Whenever a young, female author releases a modern metropolitan fiction, it is often categorized as a work of "feminine literature" and readers will nearly always speculate on whether or not the plot is derived from the writer's own experiences.
It's a puzzle for women of words as to why people describe them as "female writers" while, without thinking, simply refer to their male counterparts as just "writers".
And reacting to the rise of female consciousness and autonomy, the media is often keen to paint young female writers as some sort of faddish social phenomenon.
However, Ji Xiaoyi, who operates under the pen name of Liao Jing, stands for the uniqueness and independence of individual female writers and calls for a wider vision and more subtle observation toward young city dwellers from various social backgrounds.
Her latest novel, Wan Hun (A Late Marriage), is the story of a woman, Huang Wansi, in her early 30s, who has achieved nothing major working as a midlevel human resource worker in Beijing and has just tied the knot with a man that's suitable in every aspect, so that society perceives it as a "good marriage".
Huang, coming from a rural family that relies on her for financial support, but is as emotionally distant as it is physically, struggles to achieve a consistent sense of security in both work and intimacy.
Huang's story is not dramatically beyond a normal life.
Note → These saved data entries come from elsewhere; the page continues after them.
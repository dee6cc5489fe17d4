/// Dialog forms: new world, new view and the parameterised edit operations
use iced::widget::{button, checkbox, column, pick_list, row, slider, text, text_input, Column};
use iced::{Alignment, Element, Length};
use std::ops::RangeInclusive;

use crate::backend::types::Shape;
use crate::catalog;
use crate::state::forms::{GenerationForm, NewViewForm, OperationForm};
use crate::{ColourField, Message};

pub fn generation_view(form: &GenerationForm) -> Element<'_, Message> {
    let wrap = Message::GenerationChanged;
    column![
        text("Create New World").size(24),
        field(
            "Seed",
            text_input("number or any text", &form.seed)
                .on_input(edit(form, |f, v| f.seed = v, wrap)),
        ),
        field(
            "Shape",
            pick_list(
                &Shape::ALL[..],
                Some(form.shape),
                edit(form, |f, v| f.shape = v, wrap)
            ),
        ),
        float_slider(
            "Water Percentage",
            0.0..=100.0,
            form.water_percentage,
            1.0,
            edit(form, |f, v| f.water_percentage = v, wrap),
        ),
        int_slider(
            "Number of Plates",
            1..=50,
            form.plates,
            1,
            edit(form, |f, v| f.plates = v, wrap),
        ),
        float_slider(
            "Islands",
            0.0..=10.0,
            form.islands,
            0.1,
            edit(form, |f, v| f.islands = v, wrap),
        ),
        int_slider(
            "Width",
            10..=5000,
            form.width,
            10,
            edit(form, |f, v| f.width = v, wrap),
        ),
        int_slider(
            "Height",
            10..=2500,
            form.height,
            10,
            edit(form, |f, v| f.height = v, wrap),
        ),
        int_slider(
            "Erosion Iterations",
            0..=50,
            form.erosion_iterations,
            1,
            edit(form, |f, v| f.erosion_iterations = v, wrap),
        ),
        checkbox("Supercontinent", form.supercontinent)
            .on_toggle(edit(form, |f, v| f.supercontinent = v, wrap)),
        checkbox("Climate", form.climate).on_toggle(edit(form, |f, v| f.climate = v, wrap)),
        checkbox("Hotspots", form.hotspots)
            .on_toggle(edit(form, |f, v| f.hotspots = v, wrap)),
        row![
            button("Generate").on_press(Message::SubmitGeneration),
            button("Cancel")
                .on_press(Message::CancelDialog)
                .style(button::secondary),
        ]
        .spacing(10),
    ]
    .spacing(10)
    .padding(10)
    .into()
}

pub fn new_view_view<'a>(form: &'a NewViewForm, colour_text: &'a [String; 4]) -> Element<'a, Message> {
    let wrap = Message::ViewFormChanged;
    let projection = catalog::PROJECTIONS
        .iter()
        .find(|p| **p == form.projection)
        .copied();
    let scheme = catalog::COLOR_SCHEME_NAMES
        .iter()
        .find(|s| **s == form.color_scheme)
        .copied();

    let mut layout = column![
        text("Create New View").size(24),
        field(
            "Name",
            text_input("defaults to the projection", &form.name)
                .on_input(edit(form, |f, v| f.name = v, wrap)),
        ),
        field(
            "Projection",
            pick_list(
                &catalog::PROJECTIONS[..],
                projection,
                edit(form, |f, v: &'static str| f.projection = v.to_string(), wrap)
            ),
        ),
        int_slider(
            "Width",
            10..=10000,
            form.width,
            10,
            edit(form, |f, v| f.width = v, wrap),
        ),
        int_slider(
            "Height",
            10..=5000,
            form.height,
            10,
            edit(form, |f, v| f.height = v, wrap),
        ),
        int_slider(
            "Parallels Interval",
            0..=360,
            form.parallels_interval,
            1,
            edit(form, |f, v| f.parallels_interval = v, wrap),
        ),
        int_slider(
            "Rotation Frames",
            1..=120,
            form.rotation_frames,
            1,
            edit(form, |f, v| f.rotation_frames = v, wrap),
        ),
        float_slider(
            "Center Latitude",
            -90.0..=90.0,
            form.center_latitude,
            1.0,
            edit(form, |f, v| f.center_latitude = v, wrap),
        ),
        float_slider(
            "Rotation",
            -180.0..=180.0,
            form.rotation,
            1.0,
            edit(form, |f, v| f.rotation = v, wrap),
        ),
    ]
    .spacing(10)
    .padding(10);

    for colour in ColourField::ALL {
        layout = layout.push(field(
            colour.label(),
            text_input("#AARRGGBB", &colour_text[colour as usize])
                .on_input(move |value| Message::ColourChanged(colour, value)),
        ));
    }

    layout = layout.push(field(
        "Height Colors",
        pick_list(
            &catalog::COLOR_SCHEME_NAMES[..],
            scheme,
            edit(form, |f, v: &'static str| f.color_scheme = v.to_string(), wrap),
        ),
    ));

    let layers = NewViewForm::checkbox_layers().fold(Column::new().spacing(4), |list, layer| {
        list.push(
            checkbox(layer, form.layers.contains(layer))
                .on_toggle(move |enabled| Message::ToggleLayer(layer, enabled)),
        )
    });

    layout
        .push(text("Layers").size(18))
        .push(layers)
        .push(
            checkbox("Render to disk", form.render_to_disk)
                .on_toggle(edit(form, |f, v| f.render_to_disk = v, wrap)),
        )
        .push(
            row![
                button("Create View").on_press(Message::SubmitView),
                button("Cancel")
                    .on_press(Message::CancelDialog)
                    .style(button::secondary),
            ]
            .spacing(10),
        )
        .into()
}

pub fn operation_view(form: &OperationForm) -> Element<'static, Message> {
    let mut layout = column![text(form.title()).size(24)].spacing(10).padding(10);
    for (index, (label, value, min, max)) in form.fields().into_iter().enumerate() {
        layout = layout.push(float_slider(
            label,
            min..=max,
            value,
            0.5,
            move |v| Message::OperationField(index, v),
        ));
    }
    layout
        .push(
            row![
                button("Apply").on_press(Message::SubmitOperation),
                button("Cancel")
                    .on_press(Message::CancelDialog)
                    .style(button::secondary),
            ]
            .spacing(10),
        )
        .into()
}

/// Callback producing a copy of `form` with one field changed
fn edit<F, T>(
    form: &F,
    apply: impl Fn(&mut F, T) + 'static,
    wrap: fn(F) -> Message,
) -> impl Fn(T) -> Message + 'static
where
    F: Clone + 'static,
{
    let form = form.clone();
    move |value| {
        let mut form = form.clone();
        apply(&mut form, value);
        wrap(form)
    }
}

fn field<'a>(label: &'a str, control: impl Into<Element<'a, Message>>) -> Element<'a, Message> {
    row![text(label).width(Length::Fixed(180.0)), control.into()]
        .spacing(10)
        .align_y(Alignment::Center)
        .into()
}

fn float_slider<'a>(
    label: &'a str,
    range: RangeInclusive<f32>,
    value: f32,
    step: f32,
    on_change: impl Fn(f32) -> Message + 'a,
) -> Element<'a, Message> {
    field(
        label,
        row![
            slider(range, value, on_change)
                .step(step)
                .width(Length::Fixed(260.0)),
            text(format!("{:.1}", value)),
        ]
        .spacing(10)
        .align_y(Alignment::Center),
    )
}

fn int_slider<'a>(
    label: &'a str,
    range: RangeInclusive<u32>,
    value: u32,
    step: u32,
    on_change: impl Fn(u32) -> Message + 'a,
) -> Element<'a, Message> {
    field(
        label,
        row![
            slider(range, value, on_change)
                .step(step)
                .width(Length::Fixed(260.0)),
            text(value.to_string()),
        ]
        .spacing(10)
        .align_y(Alignment::Center),
    )
}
As the novel progresses, readers get to know Huang's background and personality to the extent that they are able to predict her reaction to any possible major event that might crop up later in her life.
Xi Shan, editor of the book, says the author has been "gently and sincerely" observing and feeling the lives of people in the city where she was born and still resides, sharing her thoughts in her work in order to create a dialogue with contemporary readers.
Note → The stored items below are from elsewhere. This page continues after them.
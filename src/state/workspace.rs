/// Open worlds (one per tab) and the views rendered for each
use std::collections::HashMap;
use std::sync::Arc;

use super::frames::FrameCache;
use super::viewer::ViewerState;
use crate::backend::types::ViewConfig;

/// Name of the view every tab starts with
pub const DEFAULT_VIEW: &str = "";
/// View that receives generation progress previews
pub const PIPELINE_VIEW: &str = "pipeline";

/// One world and its rendered views
#[derive(Debug)]
pub struct WorldTab {
    /// Unique for the lifetime of the workspace; names may repeat
    pub id: u64,
    pub name: String,
    /// Views in creation order
    views: Vec<(String, Arc<FrameCache>)>,
    /// Config each spin view was requested with, for refreshing
    configs: HashMap<String, ViewConfig>,
    pub viewer: ViewerState,
}

impl WorldTab {
    pub fn new(id: u64, name: impl Into<String>) -> Self {
        Self {
            id,
            name: name.into(),
            views: vec![(DEFAULT_VIEW.to_string(), Arc::new(FrameCache::new()))],
            configs: HashMap::new(),
            viewer: ViewerState::default(),
        }
    }

    /// Create `name` with an empty cache, replacing a view of the same name.
    /// Fetches still writing into the old cache no longer reach the screen.
    pub fn open_view(&mut self, name: &str) -> Arc<FrameCache> {
        let cache = Arc::new(FrameCache::new());
        match self.views.iter_mut().find(|(view, _)| view == name) {
            Some((_, existing)) => *existing = Arc::clone(&cache),
            None => self.views.push((name.to_string(), Arc::clone(&cache))),
        }
        cache
    }

    /// Returns false if there was no such view
    pub fn close_view(&mut self, name: &str) -> bool {
        let before = self.views.len();
        self.views.retain(|(view, _)| view != name);
        if self.views.len() == before {
            return false;
        }
        self.configs.remove(name);
        self.viewer.view_closed(name);
        true
    }

    pub fn view(&self, name: &str) -> Option<&Arc<FrameCache>> {
        self.views
            .iter()
            .find(|(view, _)| view == name)
            .map(|(_, cache)| cache)
    }

    pub fn set_view_config(&mut self, name: &str, config: ViewConfig) {
        self.configs.insert(name.to_string(), config);
    }

    pub fn view_config(&self, name: &str) -> Option<&ViewConfig> {
        self.configs.get(name)
    }

    pub fn view_names(&self) -> Vec<&str> {
        self.views.iter().map(|(view, _)| view.as_str()).collect()
    }

    /// Cache of the view on screen
    pub fn current_cache(&self) -> Option<&Arc<FrameCache>> {
        self.view(&self.viewer.current_view)
    }
}

/// All open tabs
#[derive(Debug, Default)]
pub struct Workspace {
    tabs: Vec<WorldTab>,
    active: usize,
    next_id: u64,
}

impl Workspace {
    pub fn new() -> Self {
        Self::default()
    }

    /// Append a tab for `name` and make it active
    pub fn new_tab(&mut self, name: impl Into<String>) -> &mut WorldTab {
        self.tabs.push(WorldTab::new(self.next_id, name));
        self.next_id += 1;
        self.active = self.tabs.len() - 1;
        &mut self.tabs[self.active]
    }

    /// Drop the tab at `index` together with its frame caches
    pub fn close_tab(&mut self, index: usize) -> Option<WorldTab> {
        if index >= self.tabs.len() {
            return None;
        }
        let tab = self.tabs.remove(index);
        if self.active > index || self.active >= self.tabs.len() {
            self.active = self.active.saturating_sub(1);
        }
        Some(tab)
    }

    pub fn select_tab(&mut self, index: usize) {
        if index < self.tabs.len() {
            self.active = index;
        }
    }

    pub fn active_index(&self) -> Option<usize> {
        (!self.tabs.is_empty()).then_some(self.active)
    }

    pub fn active(&self) -> Option<&WorldTab> {
        self.tabs.get(self.active)
    }

    pub fn active_mut(&mut self) -> Option<&mut WorldTab> {
        self.tabs.get_mut(self.active)
    }

    /// Tab with the given id, if it is still open
    pub fn tab_mut(&mut self, id: u64) -> Option<&mut WorldTab> {
        self.tabs.iter_mut().find(|tab| tab.id == id)
    }

    /// Name of the world in the active tab
    pub fn selected_world(&self) -> Option<&str> {
        self.active().map(|tab| tab.name.as_str())
    }

    pub fn tabs(&self) -> &[WorldTab] {
        &self.tabs
    }

    pub fn is_empty(&self) -> bool {
        self.tabs.is_empty()
    }
}

#[cfg(test)]
mod tests {
    use super::*;
    use crate::state::forms::NewViewForm;
    use crate::state::frames::Frame;
    use std::path::Path;

    #[test]
    fn test_new_tab_has_empty_default_view() {
        let mut workspace = Workspace::new();
        assert_eq!(workspace.selected_world(), None);

        let tab = workspace.new_tab("earth");
        assert_eq!(tab.view_names(), vec![DEFAULT_VIEW]);
        assert!(tab.view(DEFAULT_VIEW).unwrap().is_empty());
        assert_eq!(workspace.selected_world(), Some("earth"));
    }

    #[test]
    fn test_open_view_replaces_cache() {
        let mut tab = WorldTab::new(0, "earth");
        let first = tab.open_view("globe");
        first.insert(0.0, Frame::default());
        tab.open_view("mercator");

        let second = tab.open_view("globe");
        assert!(second.is_empty());
        assert!(!Arc::ptr_eq(&first, tab.view("globe").unwrap()));
        assert_eq!(tab.view_names(), vec!["", "globe", "mercator"]);
    }

    #[test]
    fn test_close_view_resets_viewer() {
        let mut tab = WorldTab::new(0, "earth");
        tab.open_view("globe");
        let config = NewViewForm::default().to_config(Path::new("out"));
        tab.set_view_config("globe", config);
        assert!(tab.view_config("globe").is_some());
        tab.viewer.select_view("globe", true, (10, 10));

        assert!(tab.close_view("globe"));
        assert!(!tab.close_view("globe"));
        assert!(tab.view_config("globe").is_none());
        assert_eq!(tab.viewer.current_view, DEFAULT_VIEW);
        assert!(tab.current_cache().is_some());
    }

    #[test]
    fn test_close_tab_keeps_selection_sane() {
        let mut workspace = Workspace::new();
        workspace.new_tab("a");
        workspace.new_tab("b");
        workspace.new_tab("c");
        workspace.select_tab(1);

        workspace.close_tab(0);
        assert_eq!(workspace.selected_world(), Some("b"));

        workspace.close_tab(1);
        assert_eq!(workspace.selected_world(), Some("b"));

        assert!(workspace.close_tab(5).is_none());
        assert!(workspace.tab_mut(0).is_none());
        assert_eq!(workspace.tab_mut(1).unwrap().name, "b");
        workspace.close_tab(0);
        assert!(workspace.is_empty());
        assert_eq!(workspace.active_index(), None);
        assert_eq!(workspace.selected_world(), None);
    }

    #[test]
    fn test_closing_tab_drops_caches() {
        let mut workspace = Workspace::new();
        let cache = workspace.new_tab("earth").open_view("globe");
        let weak = Arc::downgrade(&cache);
        drop(cache);

        workspace.close_tab(0);
        assert!(weak.upgrade().is_none());
    }
}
Xi Shan has noticed that many recent books centering around metropolitan, or urban, themes have delved more deeply into issues such as women's lives, an anxiety toward children's education and the growing generation gap.
The stories in these books are set in different cities, but show similarities in their meticulous description of their characters' inner thoughts. They offer profound insights into intimacy and acutely capture the moral ambiguity of real life, she says.
In Ji's novel, with no obvious shortcomings that Huang can identify in her new husband, Yang Hao, she begins to doubt why a socially well-adjusted man with a considerable income, a good education and an affluent family would fall in love with, and marry, a woman like her-a rural migrant who is embarrassed about her family and origins.